Candy should have soft wrappers like, shhhh, I’m a loser.
Each year over 40, one more part of your body becomes audible.
Aladdin: I can show you the world
Jasmine: lets go to New York!
Aladdin: hold on
Jasmine: then London
Aladdin: wait
Jasmine: and then-
Aladdin: listen you wanna see Agrabah I can show you Agrabah
Him: I hope I die first.
Her: Aww you can’t live without me?
Him: I don’t wanna deal with the paperwork.
*presses the wrong button on the elevator and the elevator starts filling with water*
“Not again.”
Went to a bar. Ordered a drink. Waiter served it without ice. So I called him again & asked for it.
I kept sipping my drink while waiting for ice. By the time the waiter came with ice, I had finished my drink.
Moral of the story:
Just ice delayed is just ice denied.
T-shirts I own: 384835³
T-shirts I wear: 6
When they talk about CIA on cooking shows
What they mean: Culinary Institute of America
What I hear: spy-chefs
Everyone buries their problems in different ways.
I bury them alive because killing people is wrong.
If 2 or more nachos are stuck together they count as one. Unfortunately the same rule does not apply to dishwasher pods. I know this now
Me: If I drink 4 bottles of wine in 6 days, then am I an alcoholic?
7yo: This doesn’t feel like a second grade math question.
Hi, I’m your car’s radio. I’ll be playing terrible music during your trip, but once you get out of the car I’ll play your favorite song.
i’m the guy who made the vaccine cards slightly bigger than wallet sized
“I’m really good in bed”
-Ice cream
Me: I’m having a heart attack.
BFF: you are not.
Me: I am *burp* oh nevermind
My high school “best friend” unfriended me on Facebook, so I guess the weight loss is noticeable.
Me: Am I in trouble?
Her: [Starts Alanis Morissette and Olivia Rodrigo playlist]
Me: Oh no.
I realize climate change may be a problem but it doesn’t have retail employees I can record myself yelling at so what do you want from me
Controversial opinion: no one should be cutting down a Christmas tree unless they intend on eating it.
4yo: mom the whistle makes my brain hurt
me: same
4yo: *blows whistle again*
Me: I love it when I’m on top of his…
Friend: Sophie! There are kids here!
Me: Timeline. I was going to say timeline.
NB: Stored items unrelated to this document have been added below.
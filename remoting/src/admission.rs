//! Admission control for outbound calls that do not block their caller.
//!
//! Async and oneway calls return to the caller as soon as the request is queued, so without a
//! bound a caller could pile up an unlimited number of them against a slow peer.  Each kind gets
//! its own counting pool of permits; a call must hold a permit for as long as it is in flight.
//! Synchronous calls are bounded by the number of callers blocked on them and take no permit.
use std::sync::Arc;
use std::time::Duration;

use tokio::sync::{OwnedSemaphorePermit, Semaphore};

/// The two independent admission pools.
#[derive(Clone, Copy, Debug, PartialEq, Eq, Hash, strum::Display)]
#[strum(serialize_all = "snake_case")]
pub enum Pool {
    Oneway,
    Async,
}

/// Two semaphores, one per [`Pool`].
#[derive(Clone, Debug)]
pub struct AdmissionController {
    oneway: Arc<Semaphore>,
    oneway_capacity: usize,
    async_: Arc<Semaphore>,
    async_capacity: usize,
}

impl AdmissionController {
    pub fn new(oneway_permits: usize, async_permits: usize) -> Self {
        Self {
            oneway: Arc::new(Semaphore::new(oneway_permits)),
            oneway_capacity: oneway_permits,
            async_: Arc::new(Semaphore::new(async_permits)),
            async_capacity: async_permits,
        }
    }

    fn semaphore(&self, pool: Pool) -> &Arc<Semaphore> {
        match pool {
            Pool::Oneway => &self.oneway,
            Pool::Async => &self.async_,
        }
    }

    /// Try to take a permit from `pool`, waiting at most `wait` for one to free up.
    ///
    /// A zero `wait` never suspends.  Returns `None` if no permit became available in time.
    pub async fn try_acquire(&self, pool: Pool, wait: Duration) -> Option<AdmissionPermit> {
        let semaphore = self.semaphore(pool).clone();

        let permit = if wait.is_zero() {
            semaphore.try_acquire_owned().ok()
        } else {
            match semaphore.clone().try_acquire_owned() {
                Ok(permit) => Some(permit),
                Err(_) => tokio::time::timeout(wait, semaphore.acquire_owned())
                    .await
                    .ok()
                    .and_then(Result::ok),
            }
        };

        match permit {
            Some(permit) => {
                tracing::trace!(%pool, available = self.available(pool), "Admission permit acquired");
                Some(AdmissionPermit { pool, _permit: permit })
            }
            None => {
                tracing::warn!(
                    %pool,
                    capacity = self.capacity(pool),
                    wait_ms = wait.as_millis() as u64,
                    "Admission pool exhausted"
                );
                None
            }
        }
    }

    /// Permits currently free in `pool`.
    pub fn available(&self, pool: Pool) -> usize {
        self.semaphore(pool).available_permits()
    }

    /// Configured size of `pool`.
    pub fn capacity(&self, pool: Pool) -> usize {
        match pool {
            Pool::Oneway => self.oneway_capacity,
            Pool::Async => self.async_capacity,
        }
    }
}

/// A permit drawn from one of the admission pools.
///
/// The permit goes back to its pool when this is dropped, so whoever owns it is responsible for
/// the one and only release.
#[derive(Debug)]
pub struct AdmissionPermit {
    pool: Pool,
    _permit: OwnedSemaphorePermit,
}

impl AdmissionPermit {
    pub fn pool(&self) -> Pool {
        self.pool
    }

    /// Return the permit to its pool now.
    pub fn release(self) {
        tracing::trace!(pool = %self.pool, "Admission permit released");
        drop(self);
    }
}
*First person to ever eat Chicken*
Friend: So what does it taste like?
FPTEEC: It’s hard to say!
What personal space?
My dog
No one is more drunk with power than a toddler who has learned to use a cup with no lid or straw
Firing squad leader: Any last words?
Me: I’d like to thank my arms for always being by my side haha
Firing squad leader: ok we’re gonna somehow try to kill you twice
[third date]
Her: please quit calling me Jenny
Me: oh my apologies Jennifer
Her: my name is Amanda
Women shouldn’t work outside the home. It’s STEVE Jobs, not EVE Jobs.
After I dropped my daughter off at college, my youngest son said “We’re finally empty nesters. Let’s start traveling”.
Well, son, back in my day, we didn’t have a fancy robot to turn the tv on for us. We only had a boomerang.